Indiscriminate and cunning at once, artful wine makes the witless more so, even as it loosens the most rigorously trained mind. Seduced by its siren song away from the service of Asclepius, see how they fall, grinning widely, into the bawdy lair of Dionysus.
That’s a fanciful synopsis of winemaker Marc Krafft’s circuitous path to founding Orpheus Wines in 2011, anyway. Krafft (pictured) joined the Navy at age 17, and later signed on with the Army National Guard Reserve while completing university work in microbiology—with a minor in dance. While taking some time off to travel and think about the future, he got to talking to an apprentice winemaker on the train from Amsterdam to Paris.

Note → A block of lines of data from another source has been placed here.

use super::engine::ProgressCallback;

/// Reports generation progress through the `log` facade.
pub struct LogProgressCallback {
    /// Log every `every`-th generation at info level; the rest go to trace.
    every: usize,
}

impl LogProgressCallback {
    pub fn new(every: usize) -> Self {
        Self { every: every.max(1) }
    }
}

impl Default for LogProgressCallback {
    fn default() -> Self {
        Self::new(25)
    }
}

impl ProgressCallback for LogProgressCallback {
    fn on_generation_start(&mut self, generation: usize) {
        log::trace!("Generation {} starting", generation + 1);
    }

    fn on_generation_complete(&mut self, generation: usize, best_score: f64, generation_best: f64) {
        if (generation + 1) % self.every == 0 {
            log::info!(
                "Generation {} complete. Best fitness: {:.4}, generation best: {:.4}",
                generation + 1,
                best_score,
                generation_best
            );
        } else {
            log::trace!(
                "Generation {} complete. Best fitness: {:.4}",
                generation + 1,
                best_score
            );
        }
    }
}
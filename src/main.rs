use anyhow::Context;
use clap::Parser;
use std::path::PathBuf;
use trianglepath::config::{AppConfig, ConfigManager, SolverMethod};
use trianglepath::data::load_or_prepare;
use trianglepath::engines::solve;
use trianglepath::report::{short_info, time_solver};

#[derive(Parser)]
#[command(name = "trianglepath")]
#[command(about = "Find the maximum-sum path through a number triangle")]
struct Cli {
    /// Triangle text file (root line, then one line per level)
    triangle: PathBuf,

    /// Solver: dp, exhaustive, parallel or genetic
    #[arg(short, long)]
    method: Option<SolverMethod>,

    /// TOML config file, overridden by TRIPATH__SECTION__FIELD variables
    #[arg(short, long)]
    config: Option<PathBuf>,

    /// Write the effective config to this TOML file
    #[arg(long)]
    write_config: Option<PathBuf>,
}

fn main() -> anyhow::Result<()> {
    env_logger::init();
    let cli = Cli::parse();

    let manager = ConfigManager::with_config(
        AppConfig::load_layered(cli.config.as_deref()).context("loading configuration")?,
    )?;
    if let Some(method) = cli.method {
        manager.update(|config| config.solver.method = method)?;
    }
    if let Some(path) = &cli.write_config {
        manager
            .save_to_file(path)
            .with_context(|| format!("writing {}", path.display()))?;
    }
    let config = manager.get()?;
    let method = config.solver.method;

    let data = load_or_prepare(&cli.triangle)
        .with_context(|| format!("preparing {}", cli.triangle.display()))?;

    println!("{}\n", short_info(data.num_levels));

    let (solution, timing) = time_solver(method.name(), config.solver.repetitions, || {
        solve(method, &data, &config)
    })?;

    println!(
        "Largest sum: {} (root {} + path {})",
        data.total_with_root(solution.best_sum),
        data.root_node,
        solution.best_sum
    );
    println!("Path: {}\n", solution.path_string());
    println!("{}", timing);

    Ok(())
}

He’d had no idea that winemaking was a career one could just choose.
“I thought you had to be born into it!” he says.
Later, while working in the dimly lit underworld of the hospital lab, he began his winemaking career by moonlighting in, of all places, Illinois wine country. “It has its own challenges,” Krafft says.
Today, you’ll find him in his Kenwood tasting room, when he’s not working in the two vineyards he leases, experimenting in limiting water use and environmental impact with cover crops and by spraying vines with ozone instead of the usual fungicides. Krafft and his wife, the winery’s chief “visioneer,” Rachel Friedman, take their triple principles of community, artistry and sustainability seriously: they live in community co-housing, and switched vendors for printing organic inks on their wine bottles when they found one that could do the job with a smaller carbon footprint.
The spacious, cleanly styled tasting room functions dually as an art gallery, with wire sculptures (the originals of each wine label design) by artist Steve Lohman on permanent display.
I like the nutty intrigue of the 2013 Viognier ($20), which plays up the varietal’s sweet orange notes more than stone fruit. Also an individual, the rich 2013 Sonoma County Sauvignon Blanc ($18) charms with tarragon and lemongrass notes. Filled with boysenberry goodness, the 2013 Bacigalupi Vineyard Zinfandel ($42) is a solid Russian River Valley Zin, showing depth without heat. From a grape that’s unrelated to “moscato,” the 2013 Orange Muscat ($26) wasn’t ready to be put to bed when it was bottled, waking up with bubbles in the bottle: the flavorful, frizzante wine makes an irresistible music of its own.